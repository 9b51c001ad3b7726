//! Footer component

use leptos::*;

use crate::components::{Glyph, MotionDiv, MotionLink, MotionListItem};
use crate::icons::Icon;
use crate::motion::{MotionSpec, MotionState, Transition, Trigger};
use crate::types::{FooterContact, SocialLink};
use crate::{
    COMPANY_LEGAL_NAME, COMPANY_NAME, CONTACT_ADDRESS, CONTACT_EMAIL, CONTACT_PHONE,
    COPYRIGHT_YEAR, LOGO_PATH,
};

pub const SOCIAL_LINKS: [SocialLink; 3] = [
    SocialLink {
        icon: Icon::Github,
        label: "GitHub",
        href: "#",
    },
    SocialLink {
        icon: Icon::Linkedin,
        label: "LinkedIn",
        href: "#",
    },
    SocialLink {
        icon: Icon::Twitter,
        label: "Twitter",
        href: "#",
    },
];

pub const PRODUCT_LINKS: [&str; 3] = [
    "Inventory Management",
    "Payment Processing",
    "AI Integration",
];

pub const COMPANY_LINKS: [&str; 4] = ["About Us", "Blog", "Careers", "Contact"];

pub const CONTACT_LINES: [FooterContact; 3] = [
    FooterContact {
        icon: Icon::Mail,
        text: CONTACT_EMAIL,
    },
    FooterContact {
        icon: Icon::Phone,
        text: CONTACT_PHONE,
    },
    FooterContact {
        icon: Icon::MapPin,
        text: CONTACT_ADDRESS,
    },
];

pub const LEGAL_LINKS: [&str; 3] = ["Privacy Policy", "Terms of Service", "Cookie Policy"];

const FADE: MotionSpec = MotionSpec::entrance(
    MotionState::NONE.opacity(0.0),
    MotionState::NONE.opacity(1.0),
    Transition::new(0.6),
    Trigger::InView { once: false },
);

const DIVIDER: MotionSpec = MotionSpec::entrance(
    MotionState::NONE.scale_x(0.0),
    MotionState::NONE.scale_x(1.0),
    Transition::new(0.6),
    Trigger::InView { once: false },
);

const SOCIAL: MotionSpec =
    MotionSpec::gestures().hover(MotionState::NONE.scale(1.2).rotate(360.0));

const LIST_ITEM: MotionSpec =
    MotionSpec::gestures().hover(MotionState::NONE.x(5.0).color("#0F766E"));

const LEGAL: MotionSpec = MotionSpec::gestures().hover(MotionState::NONE.color("#06B6D4"));

/// `© <year> <company>. All rights reserved.`
pub fn copyright_line() -> String {
    format!(
        "© {} {}. All rights reserved.",
        COPYRIGHT_YEAR, COMPANY_LEGAL_NAME
    )
}

/// The address may wrap, so its row aligns to the top; single-line rows
/// are centered.
fn contact_row_class(contact: &FooterContact) -> &'static str {
    if contact.icon == Icon::MapPin {
        "flex items-start gap-2 hover:text-emerald-400 cursor-pointer"
    } else {
        "flex items-center gap-2 hover:text-emerald-400 cursor-pointer"
    }
}

fn contact_glyph_class(contact: &FooterContact) -> &'static str {
    if contact.icon == Icon::MapPin {
        "w-5 h-5 mt-1"
    } else {
        "w-5 h-5"
    }
}

#[component]
pub fn Footer() -> impl IntoView {
    view! {
        <footer class="bg-gradient-to-b from-gray-900 to-black text-white py-12 px-6 border-t border-cyan-400/40">
            <MotionDiv spec=FADE class="max-w-6xl mx-auto">
                <div class="grid md:grid-cols-4 gap-8 mb-8">
                    <div>
                        <div class="flex items-center gap-2 mb-4">
                            <img src=LOGO_PATH alt=COMPANY_NAME class="w-8 h-8 rounded"/>
                            <span class="text-xl font-bold">{COMPANY_NAME}</span>
                        </div>
                        <p class="text-gray-400 mb-4">
                            "Revolutionizing business operations with intelligent software solutions."
                        </p>
                        <div class="flex gap-3">
                            {SOCIAL_LINKS
                                .iter()
                                .map(|social| {
                                    view! {
                                        <MotionLink
                                            spec=SOCIAL
                                            href=social.href
                                            label=social.label
                                            class="w-10 h-10 rounded-full gradient-primary flex items-center justify-center glow-teal hover:opacity-80 transition-opacity"
                                        >
                                            <Glyph icon=social.icon class="w-5 h-5"/>
                                        </MotionLink>
                                    }
                                })
                                .collect_view()}
                        </div>
                    </div>

                    <LinkColumn title="Products" items=&PRODUCT_LINKS/>
                    <LinkColumn title="Company" items=&COMPANY_LINKS/>

                    <div>
                        <h4 class="font-bold text-lg mb-4">"Contact"</h4>
                        <div class="space-y-2 text-gray-400">
                            {CONTACT_LINES
                                .iter()
                                .map(|contact| {
                                    view! {
                                        <div class=contact_row_class(contact)>
                                            <Glyph icon=contact.icon class=contact_glyph_class(contact)/>
                                            <span>{contact.text}</span>
                                        </div>
                                    }
                                })
                                .collect_view()}
                        </div>
                    </div>
                </div>

                <MotionDiv spec=DIVIDER class="border-t border-cyan-400/40 origin-left">
                    ""
                </MotionDiv>

                <div class="mt-8 pt-8 text-center text-gray-400 flex flex-col md:flex-row justify-between items-center">
                    <p>{copyright_line()}</p>
                    <div class="flex gap-6 mt-4 md:mt-0">
                        {LEGAL_LINKS
                            .iter()
                            .map(|item| {
                                view! {
                                    <MotionLink spec=LEGAL href="#" class="transition-colors hover:text-cyan-400">
                                        {*item}
                                    </MotionLink>
                                }
                            })
                            .collect_view()}
                    </div>
                </div>
            </MotionDiv>
        </footer>
    }
}

#[component]
fn LinkColumn(title: &'static str, items: &'static [&'static str]) -> impl IntoView {
    view! {
        <div>
            <h4 class="font-bold text-lg mb-4">{title}</h4>
            <ul class="space-y-2 text-gray-400">
                {items
                    .iter()
                    .map(|item| {
                        view! {
                            <MotionListItem spec=LIST_ITEM class="cursor-pointer transition-colors hover:text-teal-400">
                                {*item}
                            </MotionListItem>
                        }
                    })
                    .collect_view()}
            </ul>
        </div>
    }
}

#[cfg(test)]
mod tests {
    use super::*;
    use crate::motion::ENTRANCE_FIELDS;

    #[test]
    fn test_link_counts() {
        assert_eq!(SOCIAL_LINKS.len(), 3);
        assert_eq!(PRODUCT_LINKS.len(), 3);
        assert_eq!(COMPANY_LINKS.len(), 4);
        assert_eq!(CONTACT_LINES.len(), 3);
        assert_eq!(LEGAL_LINKS.len(), 3);
    }

    #[test]
    fn test_only_address_row_aligns_to_top() {
        let classes: Vec<&str> = CONTACT_LINES.iter().map(contact_row_class).collect();
        assert!(classes[0].contains("items-center"));
        assert!(classes[1].contains("items-center"));
        assert!(classes[2].contains("items-start"));
        assert_eq!(contact_glyph_class(&CONTACT_LINES[2]), "w-5 h-5 mt-1");
    }

    #[test]
    fn test_copyright_mentions_year_and_company_once() {
        let line = copyright_line();
        assert_eq!(line.matches(&COPYRIGHT_YEAR.to_string()).count(), 1);
        assert_eq!(line.matches(COMPANY_LEGAL_NAME).count(), 1);
        assert_eq!(line, "© 2026 Transeffex Ltd. All rights reserved.");
    }

    #[test]
    fn test_social_links_are_placeholders_with_names() {
        for social in SOCIAL_LINKS {
            assert_eq!(social.href, "#");
            assert!(!social.label.is_empty());
        }
    }

    #[test]
    fn test_divider_only_scales() {
        assert_eq!(DIVIDER.hidden.changed_fields(&DIVIDER.visible), vec!["scaleX"]);
        for field in FADE.hidden.changed_fields(&FADE.visible) {
            assert!(ENTRANCE_FIELDS.contains(&field));
        }
    }
}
···
## WHAT IS EXPECTED
A complete answer gives every line of the records holding "MotionState".

## RESPONSE AREA
use crate::motion::{MotionSpec, MotionState, Transition, Trigger};
    MotionState::NONE.opacity(0.0),
    MotionState::NONE.opacity(1.0),
    MotionState::NONE.scale_x(0.0),
    MotionState::NONE.scale_x(1.0),
    MotionSpec::gestures().hover(MotionState::NONE.scale(1.2).rotate(360.0));
    MotionSpec::gestures().hover(MotionState::NONE.x(5.0).color("#0F766E"));
const LEGAL: MotionSpec = MotionSpec::gestures().hover(MotionState::NONE.color("#06B6D4"));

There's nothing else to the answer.